I'd like to suggest that focusing on flavors or combustible versus non-combustible is a mistake.
That's not how the statute is written. The FDA only has limited authority to make general pronouncements about all the products that fit a given description, although it has to regulate cigarettes differently from others, and can set up different rules for different delivery systems (gels versus cigars for example, or even premium cigars versus litle cigars).
Also, the FDA can't even consider approved therapies in some kind of public health balancing act. (In other words: if approved medical therapies such as Chantix or the patch killed every user, that would not have any bearing on how the FDA treats products under the tobacco act - the FSPTCA.)
Within products that fit a given class, the FDA can only approve or reject individual applications. And each application has to be individually supported by public health evidence for that particular product, whether that product is a 10 ml. bottle of 30% PG and 70% VG 2% nic. unflavored juice that's manufactured in a particular way, or a trippy tip that has this specific size, shape and color pattern.

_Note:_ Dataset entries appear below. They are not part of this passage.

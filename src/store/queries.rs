use crate::model::{ModuleId, Submission};

use super::SubmissionStore;

impl SubmissionStore {
    pub fn max_score(&self) -> f64 {
        self.max_score
    }

    pub fn rows(&self) -> &[Submission] {
        &self.rows
    }

    pub fn len(&self) -> usize {
        self.rows.len()
    }

    pub fn is_empty(&self) -> bool {
        self.rows.is_empty()
    }

    pub fn get(&self, module_id: &ModuleId) -> Option<&Submission> {
        self.rows.iter().find(|row| &row.module_id == module_id)
    }

    /// The only row of a student-side store.
    pub fn primary(&self) -> Option<&Submission> {
        self.rows.first()
    }

    pub(super) fn position(&self, module_id: &ModuleId) -> Option<usize> {
        self.rows.iter().position(|row| &row.module_id == module_id)
    }
}
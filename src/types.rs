//! Type definitions for the debug canvas
//!
//! Real-space points are integer engineering units (e.g. microns); canvas
//! points are output units of the SVG document.

use serde::{Deserialize, Serialize};

/// Integer point in real space (or a rounded canvas point)
#[derive(Debug, Clone, Copy, PartialEq, Eq, Hash, Default, Serialize, Deserialize)]
pub struct Point {
    pub x: i64,
    pub y: i64,
}

impl Point {
    pub const fn new(x: i64, y: i64) -> Self {
        Self { x, y }
    }
}

impl From<(i64, i64)> for Point {
    fn from((x, y): (i64, i64)) -> Self {
        Self { x, y }
    }
}

/// Real-valued point, used for sub-unit canvas placement
#[derive(Debug, Clone, Copy, PartialEq, Default, Serialize, Deserialize)]
pub struct PointF {
    pub x: f64,
    pub y: f64,
}

impl PointF {
    pub const fn new(x: f64, y: f64) -> Self {
        Self { x, y }
    }

    /// Round both coordinates half away from zero
    pub fn round(self) -> Point {
        Point::new(self.x.round() as i64, self.y.round() as i64)
    }
}

/// Axis-aligned bounding box in real space
#[derive(Debug, Clone, Copy, PartialEq, Eq, Serialize, Deserialize)]
pub struct Aabb {
    pub min: Point,
    pub max: Point,
}

impl Aabb {
    pub fn new(min: impl Into<Point>, max: impl Into<Point>) -> Self {
        Self {
            min: min.into(),
            max: max.into(),
        }
    }

    /// Smallest box containing every point, or `None` for an empty slice
    pub fn from_points(points: &[Point]) -> Option<Self> {
        let (first, rest) = points.split_first()?;
        let mut aabb = Self::new(*first, *first);
        for p in rest {
            aabb.include(*p);
        }
        Some(aabb)
    }

    /// Smallest box containing every vertex of every ring
    pub fn from_rings<R: AsRef<[Point]>>(rings: &[R]) -> Option<Self> {
        let mut result: Option<Self> = None;
        for ring in rings {
            if let Some(ring_box) = Self::from_points(ring.as_ref()) {
                match result.as_mut() {
                    Some(aabb) => {
                        aabb.include(ring_box.min);
                        aabb.include(ring_box.max);
                    }
                    None => result = Some(ring_box),
                }
            }
        }
        result
    }

    /// Grow the box so it contains `p`
    pub fn include(&mut self, p: Point) {
        self.min.x = self.min.x.min(p.x);
        self.min.y = self.min.y.min(p.y);
        self.max.x = self.max.x.max(p.x);
        self.max.y = self.max.y.max(p.y);
    }

    /// Grow the box by `margin` real units on every side
    pub fn expand(&mut self, margin: i64) {
        self.min.x = self.min.x.saturating_sub(margin);
        self.min.y = self.min.y.saturating_sub(margin);
        self.max.x = self.max.x.saturating_add(margin);
        self.max.y = self.max.y.saturating_add(margin);
    }

    /// Extent along x, computed in floating point so extreme corners cannot overflow
    pub fn width(&self) -> f64 {
        self.max.x as f64 - self.min.x as f64
    }

    pub fn height(&self) -> f64 {
        self.max.y as f64 - self.min.y as f64
    }

    /// `min` does not exceed `max` on either axis
    pub fn is_valid(&self) -> bool {
        self.min.x <= self.max.x && self.min.y <= self.max.y
    }
}

/// Canvas dimensions in output units
#[derive(Debug, Clone, Copy, PartialEq, Eq, Serialize, Deserialize)]
pub struct CanvasSize {
    pub width: u32,
    pub height: u32,
}

impl CanvasSize {
    pub const fn new(width: u32, height: u32) -> Self {
        Self { width, height }
    }
}

impl Default for CanvasSize {
    fn default() -> Self {
        Self::new(1024, 1024)
    }
}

Every particular juice (down to size/flavor/composition/etc. combinations) and every piece of hardware (down to the color, size, and composition of separately sold drip tips) will be treated as a separate new type of tobacco cigarette under the deeming regulations, and will be judged on its own merits with regards to its effect on public health.
So, for exampe, it's theretically possible that the FDA might conclude that one drip tip which happens to be black is okay based on the public health studies for that drip tip, but an identical drip tip made by the same manufacturer is not approved because it's made in a color which might attract children, based on the health data.
(That's an absurd hypothetical, because no one is going to do health effect studies on different colors of drip tips. But that's exactly what the statute requires for two types of tobacco cigarettes. Marlboro lights 100s are not the same as Marlboro liights kings. And the FDA has no power to make broad statements about 100s versus king-sized.)
And this is all provided, of course, that the applications are submitted - and have the required public health data.
If the applications aren't submitted, then the products will be illegal after the 2-year window closes. In fact, if they aren't registered within approx six months after the proposed rule becomes final, they'll also have to be pulled from the market.
So let's not be seduced by the general language in which these topics were discussed at this hearing. The FDA must operate according to the tobacco act (FSPTCA).